In 2008 Eskom issued a tender for a new nuclear power station, receiving two bids from nuclear vendors Areva and Westinghouse. These were deemed “uncompetitive and unaffordable” but the prices were never made public.
"Why is that?" he asked, "Why should nuclear energy be treated differently from coal or hydro or gas or solar or wind energy?"
He was also sceptical of the need for a special Cabinet committee, the national nuclear energy executive coordinating committee, to drive nuclear power procurement – similar to the mechanism that drove the now notorious arms deal transactions of the late 1990s.
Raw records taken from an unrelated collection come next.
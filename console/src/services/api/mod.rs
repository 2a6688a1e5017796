//! # Admin API Client Module
//!
//! HTTP client for the backend admin REST API. Every function here is a thin
//! "send request, return parsed payload or error" wrapper; business rules
//! stay server-side.
//!
//! ## Module Structure
//!
//! ```text
//! api/
//! ├── mod.rs           - Module exports and AdminApi wiring
//! ├── client.rs        - ApiClient, request execution, session ownership
//! ├── auth.rs          - Login, profile, password, logout
//! ├── dashboard.rs     - Aggregate metrics
//! ├── users.rs         - User list, lookup, activation
//! ├── moderation.rs    - Shared approve/reject routine
//! ├── kyc.rs           - KYC submissions
//! ├── documents.rs     - Marketplace documents
//! ├── funding.rs       - Deposits and withdrawals
//! ├── transactions.rs  - Ledger feed
//! ├── audit.rs         - Audit log feed
//! └── settings.rs      - Platform settings
//! ```

pub mod audit;
pub mod auth;
pub mod client;
pub mod dashboard;
pub mod documents;
pub mod funding;
pub mod kyc;
pub mod moderation;
pub mod settings;
pub mod transactions;
pub mod users;

pub use client::ApiClient;

use async_trait::async_trait;
use shared::{
    AdminProfile, AuditLog, AuditLogFilter, DashboardStats, DepositRequest, Document, DocumentFilter,
    FundingFilter, KycFilter, KycSubmission, MessageResponse, Paginated, ReviewDecision, SettingsBundle,
    TokenResponse, Transaction, TransactionFilter, UpdateProfileRequest, UserFilter, UserRecord,
    WithdrawalRequest,
};

use crate::core::error::Result;
use crate::core::service::AdminApi;
use crate::services::session::Session;

#[async_trait]
impl AdminApi for ApiClient {
    fn session(&self) -> Session {
        ApiClient::session(self)
    }

    fn discard_session(&self) -> Result<()> {
        self.clear_session()
    }

    async fn login(&self, email: String, password: String, totp_code: Option<String>) -> Result<TokenResponse> {
        auth::login(self, email, password, totp_code).await
    }

    async fn get_profile(&self) -> Result<AdminProfile> {
        auth::get_profile(self).await
    }

    async fn update_profile(&self, update: UpdateProfileRequest) -> Result<AdminProfile> {
        auth::update_profile(self, update).await
    }

    async fn change_password(&self, old_password: String, new_password: String) -> Result<MessageResponse> {
        auth::change_password(self, old_password, new_password).await
    }

    async fn logout(&self) -> Result<()> {
        auth::logout(self).await
    }

    async fn get_dashboard_stats(&self) -> Result<DashboardStats> {
        dashboard::get_dashboard_stats(self).await
    }

    async fn list_users(&self, filter: &UserFilter) -> Result<Paginated<UserRecord>> {
        users::list_users(self, filter).await
    }

    async fn get_user(&self, user_id: &str) -> Result<UserRecord> {
        users::get_user(self, user_id).await
    }

    async fn update_user_status(&self, user_id: &str, is_active: bool) -> Result<MessageResponse> {
        users::update_user_status(self, user_id, is_active).await
    }

    async fn list_pending_kyc(&self, filter: &KycFilter) -> Result<Paginated<KycSubmission>> {
        kyc::list_pending_kyc(self, filter).await
    }

    async fn verify_kyc(&self, kyc_id: &str, decision: &ReviewDecision) -> Result<MessageResponse> {
        kyc::verify_kyc(self, kyc_id, decision).await
    }

    async fn list_documents(&self, filter: &DocumentFilter) -> Result<Paginated<Document>> {
        documents::list_documents(self, filter).await
    }

    async fn approve_document(&self, doc_id: &str, decision: &ReviewDecision) -> Result<MessageResponse> {
        documents::approve_document(self, doc_id, decision).await
    }

    async fn list_deposits(&self, filter: &FundingFilter) -> Result<Paginated<DepositRequest>> {
        funding::list_deposits(self, filter).await
    }

    async fn process_deposit(&self, deposit_id: &str, decision: &ReviewDecision) -> Result<MessageResponse> {
        funding::process_deposit(self, deposit_id, decision).await
    }

    async fn list_withdrawals(&self, filter: &FundingFilter) -> Result<Paginated<WithdrawalRequest>> {
        funding::list_withdrawals(self, filter).await
    }

    async fn process_withdrawal(&self, withdrawal_id: &str, decision: &ReviewDecision) -> Result<MessageResponse> {
        funding::process_withdrawal(self, withdrawal_id, decision).await
    }

    async fn list_transactions(&self, filter: &TransactionFilter) -> Result<Paginated<Transaction>> {
        transactions::list_transactions(self, filter).await
    }

    async fn list_audit_logs(&self, filter: &AuditLogFilter) -> Result<Paginated<AuditLog>> {
        audit::list_audit_logs(self, filter).await
    }

    async fn get_settings(&self) -> Result<SettingsBundle> {
        settings::get_settings(self).await
    }

    async fn update_settings(&self, settings: &SettingsBundle) -> Result<MessageResponse> {
        settings::update_settings(self, settings).await
    }

    async fn reset_settings(&self) -> Result<MessageResponse> {
        settings::reset_settings(self).await
    }
}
The Mail & Guardian recently reported that President Jacob Zuma, had quietly replaced his deputy Kgalema Motlanthe as head of the committee.
The as yet undisclosed costs of the nuclear procurement programme have been estimated at anywhere from R400-billion to over R1-trillion.
The matter of cost was a "core question", said Eberhard.
Cost estimates varied widely across the globe he noted while a global survey revealed that only 13 countries were currently constructing nuclear energy reactors.
"Five of these countries – Slovakia, Taiwan, Ukraine, Argentina, and the US – have uncompleted reactors whose construction started as far back as the 1980s."
A better barometer for measuring the price of atomic energy was market pricing in the form of negotiated long-term contracts for nuclear power.
However, negotiations for a long-term contract for a new nuclear power station at Hinkley Point in the United Kingdom "are approaching prices that South Africa can ill-afford", he said.
The country could not afford "out-dated and costly planning or industry paradigms" nor could it afford "non-transparent and ideological attachments to particular energy sources", according to Eberhard.
South Africa needs an electricity industry that delivers transparent, competitive, reliable and sustainable electricity services that will "power economic growth and improve the welfare of all our people".